Hatties Defenses

Hattie (2010). On Being a Critic and Conscience of Society - response to Snook et al. (2009).

Hattie & Topphol (2012). Dialogue with Topphol & his stats students.

Hattie (2015). Corrections in VL2 - response to Topphol.

Hattie (2017). Educators are not uncritical believers of a cult figure - response to Eacott.

Hattie & Lovell (2018). Podcast Interview with Lovell response to Simpson.

Hattie Interview Pedagogy Non Grata (2019) - Podcast response to Wiliam. 

Hattie (2019). Defends again Romer's critique - response to Romer.

Hattie & Hamilton (2020). Real Gold vs, Fool's Gold - general defense.

Hattie & Hamilton (2020b). As Good As Gold - general defense.

Hattie & Larsen (2020). The Purposes of Education - dialogue with Larsen.

Kraft & Hattie (2021). dialogue with Kraft.

Summary of Issues in Visible Learning

Numerous peer review critiques detail a list of specific examples of issues, e.g.,

Misrepresentation or the use of studies not measuring the influence in question, e.g., Self Report Grades, Feedback & Behavior, etc.

Use of studies on non-school people, .e.g., doctors, tradesmen, military personnel, university students, etc., e.g., Feedback, Problem Based Learning & Cohesion, etc.

Use of specific populations of students such as those with learning disabilities, e.g., Reducing Disruptive Behaviour & Self Report Grades.

Standardised tests can get 1/5th the ES compared with a specific curriculum based test, for the same intervention.
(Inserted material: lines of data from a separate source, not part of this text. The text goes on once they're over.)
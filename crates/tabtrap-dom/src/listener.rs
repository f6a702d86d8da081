#![forbid(unsafe_code)]

//! Listener registration as a scoped capability.
//!
//! The registry holds the document-wide focus-in and key-down listener
//! lists. Registering returns a [`ListenerGuard`]; the listener stays
//! installed exactly as long as the guard lives and is removed when the
//! guard drops, on every exit path including panic unwinding. There is no
//! way to install a listener without receiving its guard, so installs and
//! removals are paired by construction.
//!
//! # Invariants
//!
//! 1. One guard per registration; dropping the guard removes exactly that
//!    registration and no other.
//! 2. `installed_count() - removed_count() == active_listeners()` at all
//!    times.
//! 3. Delivery order is registration order.
//! 4. Handlers may register or deregister listeners while a dispatch is in
//!    flight; the in-flight dispatch keeps delivering to the snapshot it
//!    started with.
//!
//! # Failure Modes
//!
//! - Guard outlives the registry: drop is a no-op (weak handle upgrade
//!   fails), no panic.
//! - Handler panics: the guard still removes its registration when the
//!   owner unwinds.

use std::cell::RefCell;
use std::rc::{Rc, Weak};

use crate::document::Document;
use crate::event::{FocusInEvent, KeyDownEvent};

/// Handler for focus-change notifications.
pub type FocusInHandler = Rc<dyn Fn(&mut Document, &mut FocusInEvent)>;

/// Handler for key-press notifications.
pub type KeyDownHandler = Rc<dyn Fn(&mut Document, &mut KeyDownEvent)>;

/// Unique identifier for one listener registration.
#[derive(Debug, Clone, Copy, PartialEq, Eq, Hash)]
pub struct ListenerId(u64);

#[derive(Debug, Clone, Copy, PartialEq, Eq)]
enum Channel {
    FocusIn,
    KeyDown,
}

struct Slot<H> {
    id: ListenerId,
    handler: H,
}

struct RegistryInner {
    focus_in: Vec<Slot<FocusInHandler>>,
    key_down: Vec<Slot<KeyDownHandler>>,
    next_id: u64,
    installed: u64,
    removed: u64,
}

impl RegistryInner {
    fn new() -> Self {
        Self {
            focus_in: Vec::new(),
            key_down: Vec::new(),
            next_id: 1,
            installed: 0,
            removed: 0,
        }
    }

    fn mint_id(&mut self) -> ListenerId {
        let id = ListenerId(self.next_id);
        self.next_id += 1;
        id
    }
}

fn remove_slot<H>(slots: &mut Vec<Slot<H>>, id: ListenerId) -> bool {
    match slots.iter().position(|slot| slot.id == id) {
        Some(index) => {
            slots.remove(index);
            true
        }
        None => false,
    }
}

/// The document's listener lists.
///
/// Owned by a [`Document`]; handles are cheap to clone and share the same
/// underlying lists.
#[derive(Clone)]
pub struct ListenerRegistry {
    inner: Rc<RefCell<RegistryInner>>,
}

impl Default for ListenerRegistry {
    fn default() -> Self {
        Self::new()
    }
}

impl ListenerRegistry {
    /// Create an empty registry.
    pub fn new() -> Self {
        Self {
            inner: Rc::new(RefCell::new(RegistryInner::new())),
        }
    }

    /// Install a focus-in listener. It stays installed until the returned
    /// guard is dropped.
    pub fn on_focus_in<F>(&self, handler: F) -> ListenerGuard
    where
        F: Fn(&mut Document, &mut FocusInEvent) + 'static,
    {
        let mut inner = self.inner.borrow_mut();
        let id = inner.mint_id();
        inner.focus_in.push(Slot {
            id,
            handler: Rc::new(handler),
        });
        inner.installed += 1;
        ListenerGuard {
            registry: Rc::downgrade(&self.inner),
            channel: Channel::FocusIn,
            id,
        }
    }

    /// Install a key-down listener. It stays installed until the returned
    /// guard is dropped.
    pub fn on_key_down<F>(&self, handler: F) -> ListenerGuard
    where
        F: Fn(&mut Document, &mut KeyDownEvent) + 'static,
    {
        let mut inner = self.inner.borrow_mut();
        let id = inner.mint_id();
        inner.key_down.push(Slot {
            id,
            handler: Rc::new(handler),
        });
        inner.installed += 1;
        ListenerGuard {
            registry: Rc::downgrade(&self.inner),
            channel: Channel::KeyDown,
            id,
        }
    }

    /// Snapshot of the focus-in handlers, in delivery order.
    pub(crate) fn focus_in_snapshot(&self) -> Vec<FocusInHandler> {
        self.inner
            .borrow()
            .focus_in
            .iter()
            .map(|slot| Rc::clone(&slot.handler))
            .collect()
    }

    /// Snapshot of the key-down handlers, in delivery order.
    pub(crate) fn key_down_snapshot(&self) -> Vec<KeyDownHandler> {
        self.inner
            .borrow()
            .key_down
            .iter()
            .map(|slot| Rc::clone(&slot.handler))
            .collect()
    }

    /// Number of listeners currently installed across both channels.
    pub fn active_listeners(&self) -> usize {
        let inner = self.inner.borrow();
        inner.focus_in.len() + inner.key_down.len()
    }

    /// Total registrations over the registry's lifetime.
    pub fn installed_count(&self) -> u64 {
        self.inner.borrow().installed
    }

    /// Total removals over the registry's lifetime.
    pub fn removed_count(&self) -> u64 {
        self.inner.borrow().removed
    }
}

impl std::fmt::Debug for ListenerRegistry {
    fn fmt(&self, f: &mut std::fmt::Formatter<'_>) -> std::fmt::Result {
        let inner = self.inner.borrow();
        f.debug_struct("ListenerRegistry")
            .field("focus_in", &inner.focus_in.len())
            .field("key_down", &inner.key_down.len())
            .field("installed", &inner.installed)
            .field("removed", &inner.removed)
            .finish()
    }
}

/// RAII guard for one listener registration.
///
/// Dropping the guard removes the listener. The guard holds only a weak
/// handle to the registry, so it may safely outlive the document.
#[derive(Debug)]
pub struct ListenerGuard {
    registry: Weak<RefCell<RegistryInner>>,
    channel: Channel,
    id: ListenerId,
}

impl ListenerGuard {
    /// The registration this guard owns.
    pub fn id(&self) -> ListenerId {
        self.id
    }
}

impl Drop for ListenerGuard {
    fn drop(&mut self) {
        let Some(inner) = self.registry.upgrade() else {
            return;
        };
        let mut inner = inner.borrow_mut();
        let removed = match self.channel {
            Channel::FocusIn => remove_slot(&mut inner.focus_in, self.id),
            Channel::KeyDown => remove_slot(&mut inner.key_down, self.id),
        };
        if removed {
            inner.removed += 1;
        }
    }
}
//! End-to-end trap behavior against a simulated host.
//!
//! The library suppresses native tab movement through `prevent_default` but
//! never performs it; `press_tab` below plays the host, moving focus to the
//! next document-order tab stop whenever a Tab press comes back
//! unsuppressed.

use tabtrap::dom::{Document, Element, ElementId, KeyEvent};
use tabtrap::{FocusTrap, TrapOptions, focusable_elements};

/// Dispatch a Tab press and, unless a listener suppressed it, perform the
/// host's native focus move over the whole document's tab stops.
fn press_tab(doc: &mut Document, shift: bool) {
    let key = if shift {
        KeyEvent::shift_tab()
    } else {
        KeyEvent::tab()
    };
    let event = doc.dispatch_key_down(key);
    if event.default_prevented() {
        return;
    }

    let stops = focusable_elements(doc, doc.root());
    if stops.is_empty() {
        return;
    }
    let position = doc
        .active_element()
        .and_then(|active| stops.iter().position(|&stop| stop == active));
    let next = match (position, shift) {
        (Some(i), false) => stops.get(i + 1).copied().unwrap_or(stops[0]),
        (Some(0), true) => stops[stops.len() - 1],
        (Some(i), true) => stops[i - 1],
        (None, false) => stops[0],
        (None, true) => stops[stops.len() - 1],
    };
    doc.focus(next, false);
}

/// body > [trigger, container > [a, b, c], after]
struct Page {
    doc: Document,
    trigger: ElementId,
    container: ElementId,
    a: ElementId,
    b: ElementId,
    c: ElementId,
}

fn page() -> Page {
    let mut doc = Document::new();
    let trigger = doc.append(doc.root(), Element::new("button"));
    let container = doc.append(doc.root(), Element::new("div"));
    let a = doc.append(container, Element::new("input"));
    let b = doc.append(container, Element::new("button"));
    let c = doc.append(container, Element::new("a").attr("href", "#"));
    doc.append(doc.root(), Element::new("button"));
    Page {
        doc,
        trigger,
        container,
        a,
        b,
        c,
    }
}

#[test]
fn full_activation_cycle_restores_focus() {
    let mut page = page();
    page.doc.focus(page.trigger, false);

    let mut trap = FocusTrap::new(page.container);
    trap.activate(&mut page.doc, None, false);
    assert_eq!(page.doc.active_element(), Some(page.a));

    trap.deactivate(&mut page.doc, None, false);
    assert_eq!(page.doc.active_element(), Some(page.trigger));
}

#[test]
fn tab_cycles_within_the_container() {
    let mut page = page();
    let mut trap = FocusTrap::new(page.container);
    trap.activate(&mut page.doc, None, false);

    // a -> b -> c are native moves; c -> a is the trap's wrap.
    press_tab(&mut page.doc, false);
    assert_eq!(page.doc.active_element(), Some(page.b));
    press_tab(&mut page.doc, false);
    assert_eq!(page.doc.active_element(), Some(page.c));
    press_tab(&mut page.doc, false);
    assert_eq!(page.doc.active_element(), Some(page.a));
}

#[test]
fn shift_tab_cycles_backwards() {
    let mut page = page();
    let mut trap = FocusTrap::new(page.container);
    trap.activate(&mut page.doc, None, false);

    // a -> c is the trap's wrap; c -> b -> a are native moves.
    press_tab(&mut page.doc, true);
    assert_eq!(page.doc.active_element(), Some(page.c));
    press_tab(&mut page.doc, true);
    assert_eq!(page.doc.active_element(), Some(page.b));
    press_tab(&mut page.doc, true);
    assert_eq!(page.doc.active_element(), Some(page.a));
}

#[test]
fn many_cycles_never_leave_the_container() {
    let mut page = page();
    let mut trap = FocusTrap::new(page.container);
    trap.activate(&mut page.doc, None, false);

    for _ in 0..20 {
        press_tab(&mut page.doc, false);
        let active = page.doc.active_element().unwrap();
        assert!(page.doc.contains(page.container, active));
    }
    for _ in 0..20 {
        press_tab(&mut page.doc, true);
        let active = page.doc.active_element().unwrap();
        assert!(page.doc.contains(page.container, active));
    }
}

#[test]
fn programmatic_escape_is_reverted() {
    let mut page = page();
    let mut trap = FocusTrap::new(page.container);
    trap.activate(&mut page.doc, None, false);

    page.doc.focus(page.b, false);
    assert!(!page.doc.focus(page.trigger, false));
    assert_eq!(page.doc.active_element(), Some(page.b));
}

#[test]
fn escape_reverts_to_first_before_any_anchor_exists() {
    let mut page = page();
    let mut trap = FocusTrap::new(page.container);
    trap.activate(&mut page.doc, Some(page.c), false);

    // No focus change has been observed since activation.
    assert!(!page.doc.focus(page.trigger, false));
    assert_eq!(page.doc.active_element(), Some(page.a));
}

#[test]
fn redirects_force_scroll_into_view() {
    let mut page = page();
    let mut trap = FocusTrap::new(page.container);
    trap.activate(&mut page.doc, None, false);
    assert_eq!(page.doc.scrolled_into_view(), None);

    page.doc.focus(page.trigger, false);
    assert_eq!(page.doc.scrolled_into_view(), Some(page.a));
}

#[test]
fn tab_wrap_forces_scroll_into_view() {
    let mut page = page();
    let mut trap = FocusTrap::new(page.container);
    trap.activate(&mut page.doc, None, false);

    page.doc.focus(page.c, false);
    assert_eq!(page.doc.scrolled_into_view(), None);
    press_tab(&mut page.doc, false);
    assert_eq!(page.doc.scrolled_into_view(), Some(page.a));
}

#[test]
fn listener_counts_stay_paired_across_cycles() {
    let mut page = page();
    let mut trap = FocusTrap::new(page.container);

    for _ in 0..3 {
        trap.activate(&mut page.doc, None, false);
        trap.activate(&mut page.doc, None, false);
        trap.deactivate(&mut page.doc, None, false);
        trap.deactivate(&mut page.doc, None, false);
    }

    let listeners = page.doc.listeners();
    assert_eq!(listeners.installed_count(), 6);
    assert_eq!(listeners.removed_count(), 6);
    assert_eq!(listeners.active_listeners(), 0);
}

#[test]
fn inactive_trap_does_not_interfere() {
    let mut page = page();
    let trap = FocusTrap::new(page.container);

    page.doc.focus(page.a, false);
    press_tab(&mut page.doc, false);
    press_tab(&mut page.doc, false);
    // Native movement walks past the container boundary.
    press_tab(&mut page.doc, false);
    let active = page.doc.active_element().unwrap();
    assert!(!page.doc.contains(page.container, active));
    assert!(!trap.is_active());
}

#[test]
fn empty_container_lets_focus_escape() {
    let mut doc = Document::new();
    let before = doc.append(doc.root(), Element::new("button"));
    let container = doc.append(doc.root(), Element::new("div"));
    doc.append(container, Element::new("p"));

    let mut trap = FocusTrap::new(container);
    trap.activate(&mut doc, None, false);
    // Fallback entry focus: the container itself.
    assert_eq!(doc.active_element(), Some(container));

    press_tab(&mut doc, false);
    assert_eq!(doc.active_element(), Some(before));
}

#[test]
fn radio_group_contributes_one_stop() {
    let mut doc = Document::new();
    let container = doc.append(doc.root(), Element::new("form"));
    let r1 = doc.append(
        container,
        Element::new("input").attr("type", "radio").attr("name", "g"),
    );
    let r2 = doc.append(
        container,
        Element::new("input")
            .attr("type", "radio")
            .attr("name", "g")
            .checked(true),
    );
    let r3 = doc.append(
        container,
        Element::new("input").attr("type", "radio").attr("name", "g"),
    );
    let submit = doc.append(container, Element::new("button"));

    assert_eq!(focusable_elements(&doc, container), vec![r2, submit]);

    doc.set_checked(r2, false);
    assert_eq!(focusable_elements(&doc, container), vec![r1, r2, r3, submit]);

    let mut trap = FocusTrap::new(container);
    doc.set_checked(r2, true);
    trap.activate(&mut doc, None, false);
    assert_eq!(doc.active_element(), Some(r2));

    // One stop for the group: Tab moves straight to the submit button,
    // wraps back to the checked radio.
    press_tab(&mut doc, false);
    assert_eq!(doc.active_element(), Some(submit));
    press_tab(&mut doc, false);
    assert_eq!(doc.active_element(), Some(r2));
}

#[test]
fn restore_focus_off_leaves_focus_in_place() {
    let mut page = page();
    page.doc.focus(page.trigger, false);

    let mut trap =
        FocusTrap::with_options(page.container, TrapOptions::new().restore_focus(false));
    trap.activate(&mut page.doc, None, false);
    page.doc.focus(page.b, false);
    trap.deactivate(&mut page.doc, None, false);

    assert_eq!(page.doc.active_element(), Some(page.b));
}

#[test]
fn deactivation_target_overrides_restore() {
    let mut page = page();
    page.doc.focus(page.trigger, false);

    let mut trap = FocusTrap::new(page.container);
    trap.activate(&mut page.doc, None, false);
    trap.deactivate(&mut page.doc, Some(page.c), false);

    assert_eq!(page.doc.active_element(), Some(page.c));
}

#[test]
fn trap_reactivates_after_deactivation() {
    let mut page = page();
    page.doc.focus(page.trigger, false);

    let mut trap = FocusTrap::new(page.container);
    trap.activate(&mut page.doc, None, false);
    trap.deactivate(&mut page.doc, None, false);
    trap.activate(&mut page.doc, None, false);

    // The boundary is enforced again.
    assert!(!page.doc.focus(page.trigger, false));
    let active = page.doc.active_element().unwrap();
    assert!(page.doc.contains(page.container, active));
}

#[test]
fn dynamically_added_stops_join_the_cycle() {
    let mut page = page();
    let mut trap = FocusTrap::new(page.container);
    trap.activate(&mut page.doc, None, false);

    let d = page.doc.append(page.container, Element::new("textarea"));
    page.doc.focus(page.c, false);

    // `c` is no longer the last stop, so Tab is a native move to `d`.
    press_tab(&mut page.doc, false);
    assert_eq!(page.doc.active_element(), Some(d));
    // `d` is the new last stop; Tab wraps.
    press_tab(&mut page.doc, false);
    assert_eq!(page.doc.active_element(), Some(page.a));
}
#![forbid(unsafe_code)]

//! Headless document model for focus management.
//!
//! This crate provides the substrate a focus trap operates on: an element
//! tree with attributes and layout boxes, computed visibility, an active
//! element register, synchronous focus/key event dispatch, and a listener
//! registry with RAII deregistration guards.
//!
//! The model is deliberately small. It carries exactly the observable state
//! that tab-order decisions depend on (tags, attributes, enabled/hidden
//! flags, layout boxes, visibility inheritance) and nothing else: no styles,
//! no text content, no reflow. Policy — which elements are tabbable, what a
//! trap does with events — lives in the `tabtrap` crate.
//!
//! # Example
//!
//! ```
//! use tabtrap_dom::{Document, Element};
//!
//! let mut doc = Document::new();
//! let dialog = doc.append(doc.root(), Element::new("div"));
//! let button = doc.append(dialog, Element::new("button"));
//!
//! assert!(doc.contains(dialog, button));
//! assert!(doc.focus(button, false));
//! assert_eq!(doc.active_element(), Some(button));
//! ```

pub mod document;
pub mod element;
pub mod event;
pub mod geometry;
pub mod listener;
pub mod selector;

pub use document::{Descendants, Document};
pub use element::{Element, ElementFlags, ElementId, Visibility};
pub use event::{FocusInEvent, KeyCode, KeyDownEvent, KeyEvent, Modifiers};
pub use geometry::Rect;
pub use listener::{ListenerGuard, ListenerId, ListenerRegistry};
pub use selector::Selector;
So Hattie's comparing ES from different tests is totally misleading. 

Many calculation & other errors, e.g., reporting negative ES when they are positive.

Use of studies not measuring achievement but something else, e.g., behavior, engagement, IQ, etc., e.g., Reducing Disruptive Behavior.

The equal weight of meta-analyses involving from 4 to 4000 studies.

Averaging many studies to get 1-Effect Size loses the meaning and detail of the studies.

Major issues of range restriction and control groups which have been shown to significantly change effect size calculations. 

The problem of the age of the students and the time over which studies ran.

Summary of Hattie's Defenses

Strategy 1 - Initially, Hattie consistently claimed that no mistakes have been found in his work, e.g., 
"What I find fascinating is that since I first published this back in the 1990s, no one has come up with a better explanation for the data... 
I am updating the meta-analysis all the time; I am up to 1400 now. I do that because I want to be the first to discover the error, the mistake." (Knudsen, 2017, p. 7).
Strategy 2 - Don't address the specific issue, e.g., defending against the many critiques which show Hattie combines studies with totally different definitions of the influence in question, Hattie used this defense,
"A common criticism is that it combines 'apples with oranges' and such combining of many seemingly disparate studies is fraught with difficulties. It is the case, however, that in the study of fruit nothing else is sensible" (VL, p. 10).
This defense does not deal with the specific details, e.g., in the category of Feedback, Hattie combines Standley (1996) which is about background music on production lines, with Rummel & Feinberg (1988) which is about giving students money and sweets as rewards, as if they were about about the same thing, i.e., feedback to students in a classroom. In addition, Hattie mistakenly reports the ES from Rummel & Feinberg (1988) as +0.60 rather than -0.60. 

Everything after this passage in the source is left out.